WORK ITEM:
For each line of the data below, copy it if it holds the word "then".

Stored data
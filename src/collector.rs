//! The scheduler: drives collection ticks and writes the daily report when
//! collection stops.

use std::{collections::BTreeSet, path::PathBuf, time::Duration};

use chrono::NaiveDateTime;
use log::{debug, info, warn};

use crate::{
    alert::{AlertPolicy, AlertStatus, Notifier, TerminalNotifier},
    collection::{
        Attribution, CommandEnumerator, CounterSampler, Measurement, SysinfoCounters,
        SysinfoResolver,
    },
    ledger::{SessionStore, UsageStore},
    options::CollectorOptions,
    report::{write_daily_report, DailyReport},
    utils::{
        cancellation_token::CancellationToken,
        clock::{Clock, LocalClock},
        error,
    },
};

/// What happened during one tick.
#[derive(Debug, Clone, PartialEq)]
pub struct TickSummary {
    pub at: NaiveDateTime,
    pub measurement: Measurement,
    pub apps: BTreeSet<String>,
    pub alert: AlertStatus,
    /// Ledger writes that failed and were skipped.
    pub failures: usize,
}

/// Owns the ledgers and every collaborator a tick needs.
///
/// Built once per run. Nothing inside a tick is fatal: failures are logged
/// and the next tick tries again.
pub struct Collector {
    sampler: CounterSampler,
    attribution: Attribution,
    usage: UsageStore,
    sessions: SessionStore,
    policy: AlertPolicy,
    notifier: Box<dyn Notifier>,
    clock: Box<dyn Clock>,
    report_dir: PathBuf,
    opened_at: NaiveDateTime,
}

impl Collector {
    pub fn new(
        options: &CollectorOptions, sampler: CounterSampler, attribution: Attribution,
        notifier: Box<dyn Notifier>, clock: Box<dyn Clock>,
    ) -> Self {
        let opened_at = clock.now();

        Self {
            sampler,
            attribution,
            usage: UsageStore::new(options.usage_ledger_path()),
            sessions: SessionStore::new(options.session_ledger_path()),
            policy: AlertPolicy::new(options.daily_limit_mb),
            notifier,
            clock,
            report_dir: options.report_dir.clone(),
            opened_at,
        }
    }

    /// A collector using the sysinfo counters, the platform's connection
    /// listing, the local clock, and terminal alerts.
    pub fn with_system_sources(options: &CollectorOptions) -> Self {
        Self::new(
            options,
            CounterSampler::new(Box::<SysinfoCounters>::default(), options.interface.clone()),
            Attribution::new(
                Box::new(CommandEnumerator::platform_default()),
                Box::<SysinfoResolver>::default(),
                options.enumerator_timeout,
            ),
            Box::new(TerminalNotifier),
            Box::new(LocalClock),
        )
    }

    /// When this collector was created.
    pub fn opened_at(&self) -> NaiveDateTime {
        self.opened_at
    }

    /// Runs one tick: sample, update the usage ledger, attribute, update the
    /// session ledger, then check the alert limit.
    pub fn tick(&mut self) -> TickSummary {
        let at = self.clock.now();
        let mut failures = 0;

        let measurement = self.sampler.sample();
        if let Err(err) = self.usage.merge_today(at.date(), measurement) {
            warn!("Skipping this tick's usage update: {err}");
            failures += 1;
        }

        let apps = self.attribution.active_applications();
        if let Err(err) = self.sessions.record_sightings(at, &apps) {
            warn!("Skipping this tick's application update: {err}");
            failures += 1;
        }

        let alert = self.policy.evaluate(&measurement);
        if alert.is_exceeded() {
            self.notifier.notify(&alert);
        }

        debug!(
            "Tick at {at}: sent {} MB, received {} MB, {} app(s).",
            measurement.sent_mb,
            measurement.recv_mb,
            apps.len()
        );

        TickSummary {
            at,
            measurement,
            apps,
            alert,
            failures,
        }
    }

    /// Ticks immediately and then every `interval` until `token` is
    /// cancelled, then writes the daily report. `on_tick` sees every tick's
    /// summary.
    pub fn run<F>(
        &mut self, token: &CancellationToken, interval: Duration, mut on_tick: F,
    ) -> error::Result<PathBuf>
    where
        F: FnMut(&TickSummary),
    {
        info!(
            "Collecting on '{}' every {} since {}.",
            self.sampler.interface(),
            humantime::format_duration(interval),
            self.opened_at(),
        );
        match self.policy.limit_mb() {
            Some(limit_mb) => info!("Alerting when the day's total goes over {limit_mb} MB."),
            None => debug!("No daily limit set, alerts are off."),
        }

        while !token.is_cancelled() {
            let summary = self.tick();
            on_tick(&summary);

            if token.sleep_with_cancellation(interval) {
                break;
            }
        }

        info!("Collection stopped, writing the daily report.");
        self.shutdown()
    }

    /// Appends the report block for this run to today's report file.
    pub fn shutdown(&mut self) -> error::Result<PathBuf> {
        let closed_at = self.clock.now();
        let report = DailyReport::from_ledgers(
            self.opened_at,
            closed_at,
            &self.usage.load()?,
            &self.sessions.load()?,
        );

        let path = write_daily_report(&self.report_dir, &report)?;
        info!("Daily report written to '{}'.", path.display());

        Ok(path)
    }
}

---

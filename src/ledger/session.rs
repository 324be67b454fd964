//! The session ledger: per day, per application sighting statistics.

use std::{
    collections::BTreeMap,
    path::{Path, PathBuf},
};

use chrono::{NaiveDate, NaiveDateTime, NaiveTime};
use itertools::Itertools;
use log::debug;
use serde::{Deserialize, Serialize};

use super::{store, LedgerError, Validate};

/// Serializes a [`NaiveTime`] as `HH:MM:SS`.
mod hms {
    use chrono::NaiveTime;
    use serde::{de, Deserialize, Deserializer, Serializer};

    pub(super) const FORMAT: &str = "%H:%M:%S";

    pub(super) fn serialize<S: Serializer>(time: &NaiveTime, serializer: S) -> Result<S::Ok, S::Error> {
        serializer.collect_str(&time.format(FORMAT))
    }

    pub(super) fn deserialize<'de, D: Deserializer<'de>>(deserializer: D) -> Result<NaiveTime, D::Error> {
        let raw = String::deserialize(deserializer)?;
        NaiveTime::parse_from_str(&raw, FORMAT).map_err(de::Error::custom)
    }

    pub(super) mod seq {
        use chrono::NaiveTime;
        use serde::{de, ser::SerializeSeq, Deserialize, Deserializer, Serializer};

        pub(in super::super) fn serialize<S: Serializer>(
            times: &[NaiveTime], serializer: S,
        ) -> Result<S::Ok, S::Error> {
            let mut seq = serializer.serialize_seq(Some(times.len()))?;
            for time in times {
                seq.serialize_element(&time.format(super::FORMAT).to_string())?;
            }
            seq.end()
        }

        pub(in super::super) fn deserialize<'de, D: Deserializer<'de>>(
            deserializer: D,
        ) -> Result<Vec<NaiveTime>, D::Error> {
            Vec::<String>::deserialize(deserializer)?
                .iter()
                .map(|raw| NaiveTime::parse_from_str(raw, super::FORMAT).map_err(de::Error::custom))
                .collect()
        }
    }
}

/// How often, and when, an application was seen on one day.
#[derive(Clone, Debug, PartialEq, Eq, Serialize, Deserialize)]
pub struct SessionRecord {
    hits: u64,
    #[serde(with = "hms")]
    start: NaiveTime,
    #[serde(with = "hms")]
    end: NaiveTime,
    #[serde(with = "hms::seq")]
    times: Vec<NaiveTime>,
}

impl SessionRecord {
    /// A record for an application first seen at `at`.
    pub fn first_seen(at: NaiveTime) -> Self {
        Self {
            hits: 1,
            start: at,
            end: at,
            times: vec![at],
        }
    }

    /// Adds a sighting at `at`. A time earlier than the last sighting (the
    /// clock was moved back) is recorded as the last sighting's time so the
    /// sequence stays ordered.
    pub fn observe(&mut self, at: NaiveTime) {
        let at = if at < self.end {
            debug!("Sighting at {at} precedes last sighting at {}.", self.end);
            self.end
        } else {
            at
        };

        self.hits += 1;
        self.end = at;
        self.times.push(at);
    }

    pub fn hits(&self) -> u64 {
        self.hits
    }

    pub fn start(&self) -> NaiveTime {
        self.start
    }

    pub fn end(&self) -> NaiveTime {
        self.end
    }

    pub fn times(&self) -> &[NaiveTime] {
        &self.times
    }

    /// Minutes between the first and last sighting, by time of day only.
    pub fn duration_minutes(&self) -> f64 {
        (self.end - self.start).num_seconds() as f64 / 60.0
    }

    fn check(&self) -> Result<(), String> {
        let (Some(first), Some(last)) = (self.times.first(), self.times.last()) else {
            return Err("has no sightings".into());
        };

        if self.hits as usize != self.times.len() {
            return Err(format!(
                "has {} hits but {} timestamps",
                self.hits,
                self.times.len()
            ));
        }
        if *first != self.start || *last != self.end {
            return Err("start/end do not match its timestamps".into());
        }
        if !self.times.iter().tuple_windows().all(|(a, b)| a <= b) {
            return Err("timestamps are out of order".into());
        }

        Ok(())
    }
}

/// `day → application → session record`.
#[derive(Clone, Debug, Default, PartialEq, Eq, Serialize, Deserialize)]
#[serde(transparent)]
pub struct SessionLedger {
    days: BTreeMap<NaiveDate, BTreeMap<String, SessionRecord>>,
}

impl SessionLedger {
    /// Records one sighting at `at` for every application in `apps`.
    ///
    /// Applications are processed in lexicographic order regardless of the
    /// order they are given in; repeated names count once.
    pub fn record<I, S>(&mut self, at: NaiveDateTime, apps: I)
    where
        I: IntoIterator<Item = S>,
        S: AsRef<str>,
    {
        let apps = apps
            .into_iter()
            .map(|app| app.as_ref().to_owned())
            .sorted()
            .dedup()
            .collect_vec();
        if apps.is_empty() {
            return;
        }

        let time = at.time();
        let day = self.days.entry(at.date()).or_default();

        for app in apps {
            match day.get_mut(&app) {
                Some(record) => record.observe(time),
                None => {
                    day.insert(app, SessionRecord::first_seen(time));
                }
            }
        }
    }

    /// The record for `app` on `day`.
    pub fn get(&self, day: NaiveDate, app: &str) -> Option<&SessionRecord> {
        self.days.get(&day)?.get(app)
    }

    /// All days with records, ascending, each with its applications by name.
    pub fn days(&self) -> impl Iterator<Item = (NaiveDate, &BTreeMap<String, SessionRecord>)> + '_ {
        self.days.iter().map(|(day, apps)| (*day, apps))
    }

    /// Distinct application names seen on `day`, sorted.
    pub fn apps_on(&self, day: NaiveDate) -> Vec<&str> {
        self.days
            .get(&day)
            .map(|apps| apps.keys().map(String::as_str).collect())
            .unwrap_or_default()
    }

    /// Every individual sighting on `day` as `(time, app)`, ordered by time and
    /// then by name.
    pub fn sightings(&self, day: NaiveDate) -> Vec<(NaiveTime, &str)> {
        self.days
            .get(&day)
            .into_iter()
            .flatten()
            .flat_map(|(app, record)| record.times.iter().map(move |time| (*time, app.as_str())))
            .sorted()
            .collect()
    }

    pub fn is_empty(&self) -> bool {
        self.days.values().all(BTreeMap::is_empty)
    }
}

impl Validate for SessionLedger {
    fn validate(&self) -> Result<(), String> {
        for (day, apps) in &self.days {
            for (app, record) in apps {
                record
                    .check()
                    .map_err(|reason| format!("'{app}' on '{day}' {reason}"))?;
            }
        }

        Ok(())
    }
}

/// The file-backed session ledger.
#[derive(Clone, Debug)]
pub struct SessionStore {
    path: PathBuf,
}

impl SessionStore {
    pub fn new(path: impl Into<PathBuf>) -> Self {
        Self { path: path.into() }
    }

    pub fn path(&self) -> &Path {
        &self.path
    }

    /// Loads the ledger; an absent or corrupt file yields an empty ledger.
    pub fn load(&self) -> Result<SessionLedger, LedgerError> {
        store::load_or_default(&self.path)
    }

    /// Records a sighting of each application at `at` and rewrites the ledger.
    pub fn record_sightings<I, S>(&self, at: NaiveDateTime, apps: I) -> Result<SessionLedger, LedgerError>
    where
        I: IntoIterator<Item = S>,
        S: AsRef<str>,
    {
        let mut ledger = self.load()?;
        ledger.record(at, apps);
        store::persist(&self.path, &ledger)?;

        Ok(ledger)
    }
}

--

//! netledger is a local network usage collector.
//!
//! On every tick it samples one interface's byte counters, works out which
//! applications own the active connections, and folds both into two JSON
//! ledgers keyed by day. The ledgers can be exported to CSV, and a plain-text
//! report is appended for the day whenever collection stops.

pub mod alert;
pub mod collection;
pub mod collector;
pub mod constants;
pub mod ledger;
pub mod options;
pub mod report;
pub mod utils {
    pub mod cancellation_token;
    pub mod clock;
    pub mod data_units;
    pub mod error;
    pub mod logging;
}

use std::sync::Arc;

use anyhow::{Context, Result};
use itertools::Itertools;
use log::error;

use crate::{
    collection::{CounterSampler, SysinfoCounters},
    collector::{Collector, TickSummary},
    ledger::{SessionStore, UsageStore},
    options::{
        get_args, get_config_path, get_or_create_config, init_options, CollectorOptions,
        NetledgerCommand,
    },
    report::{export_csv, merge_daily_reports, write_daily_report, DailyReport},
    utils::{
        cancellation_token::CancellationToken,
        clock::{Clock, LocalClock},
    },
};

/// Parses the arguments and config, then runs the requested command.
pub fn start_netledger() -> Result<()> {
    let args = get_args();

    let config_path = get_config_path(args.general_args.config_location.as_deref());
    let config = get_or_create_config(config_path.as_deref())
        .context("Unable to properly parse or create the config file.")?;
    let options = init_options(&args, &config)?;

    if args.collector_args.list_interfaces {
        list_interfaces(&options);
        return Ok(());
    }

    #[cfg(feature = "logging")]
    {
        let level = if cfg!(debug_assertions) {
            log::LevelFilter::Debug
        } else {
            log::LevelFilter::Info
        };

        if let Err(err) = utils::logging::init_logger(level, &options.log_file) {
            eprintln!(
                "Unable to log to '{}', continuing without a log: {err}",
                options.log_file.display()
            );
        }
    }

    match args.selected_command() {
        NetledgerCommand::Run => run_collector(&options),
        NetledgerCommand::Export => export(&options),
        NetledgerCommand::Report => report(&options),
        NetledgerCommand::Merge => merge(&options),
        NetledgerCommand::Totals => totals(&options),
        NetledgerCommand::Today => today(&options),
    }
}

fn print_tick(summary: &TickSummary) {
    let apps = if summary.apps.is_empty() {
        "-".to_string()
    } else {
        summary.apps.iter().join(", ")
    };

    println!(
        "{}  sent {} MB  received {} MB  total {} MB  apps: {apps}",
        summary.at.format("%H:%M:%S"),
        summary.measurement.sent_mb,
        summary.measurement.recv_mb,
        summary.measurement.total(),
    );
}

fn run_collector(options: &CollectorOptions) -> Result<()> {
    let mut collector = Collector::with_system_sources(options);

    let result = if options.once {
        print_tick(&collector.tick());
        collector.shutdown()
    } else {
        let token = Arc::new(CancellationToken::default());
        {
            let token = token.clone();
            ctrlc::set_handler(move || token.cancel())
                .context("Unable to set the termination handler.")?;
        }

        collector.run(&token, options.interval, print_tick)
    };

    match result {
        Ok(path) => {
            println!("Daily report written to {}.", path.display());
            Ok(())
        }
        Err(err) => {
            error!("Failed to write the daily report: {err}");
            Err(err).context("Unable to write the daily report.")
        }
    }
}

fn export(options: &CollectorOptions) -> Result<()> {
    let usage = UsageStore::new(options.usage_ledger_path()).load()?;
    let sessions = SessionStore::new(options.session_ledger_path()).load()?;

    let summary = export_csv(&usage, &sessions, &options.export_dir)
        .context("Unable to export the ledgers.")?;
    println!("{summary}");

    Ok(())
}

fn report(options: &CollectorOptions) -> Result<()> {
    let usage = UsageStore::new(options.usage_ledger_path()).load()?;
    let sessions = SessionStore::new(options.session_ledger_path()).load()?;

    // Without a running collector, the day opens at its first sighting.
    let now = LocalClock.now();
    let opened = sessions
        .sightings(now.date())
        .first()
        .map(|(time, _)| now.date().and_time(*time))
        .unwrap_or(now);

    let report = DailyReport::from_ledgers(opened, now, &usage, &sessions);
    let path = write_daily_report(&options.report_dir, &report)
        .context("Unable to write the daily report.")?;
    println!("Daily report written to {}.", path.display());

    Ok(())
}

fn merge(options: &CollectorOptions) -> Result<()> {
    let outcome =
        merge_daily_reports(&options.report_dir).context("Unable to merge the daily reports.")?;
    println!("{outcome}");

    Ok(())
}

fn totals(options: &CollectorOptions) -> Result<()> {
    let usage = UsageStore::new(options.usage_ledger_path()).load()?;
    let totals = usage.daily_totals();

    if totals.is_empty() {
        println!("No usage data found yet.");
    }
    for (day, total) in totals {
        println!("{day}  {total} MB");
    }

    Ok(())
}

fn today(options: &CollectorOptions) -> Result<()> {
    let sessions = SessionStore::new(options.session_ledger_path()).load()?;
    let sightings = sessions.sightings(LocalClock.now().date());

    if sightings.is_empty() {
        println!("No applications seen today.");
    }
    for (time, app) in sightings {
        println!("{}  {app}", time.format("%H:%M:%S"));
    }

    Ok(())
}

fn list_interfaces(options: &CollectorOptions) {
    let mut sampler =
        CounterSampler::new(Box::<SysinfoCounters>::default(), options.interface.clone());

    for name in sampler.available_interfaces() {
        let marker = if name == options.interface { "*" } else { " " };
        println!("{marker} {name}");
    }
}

TASK RESULT:
    /// session ledger, then check the alert limit.
    /// Ticks immediately and then every `interval` until `token` is
    /// cancelled, then writes the daily report. `on_tick` sees every tick's
    /// then by name.
/// Parses the arguments and config, then runs the requested command.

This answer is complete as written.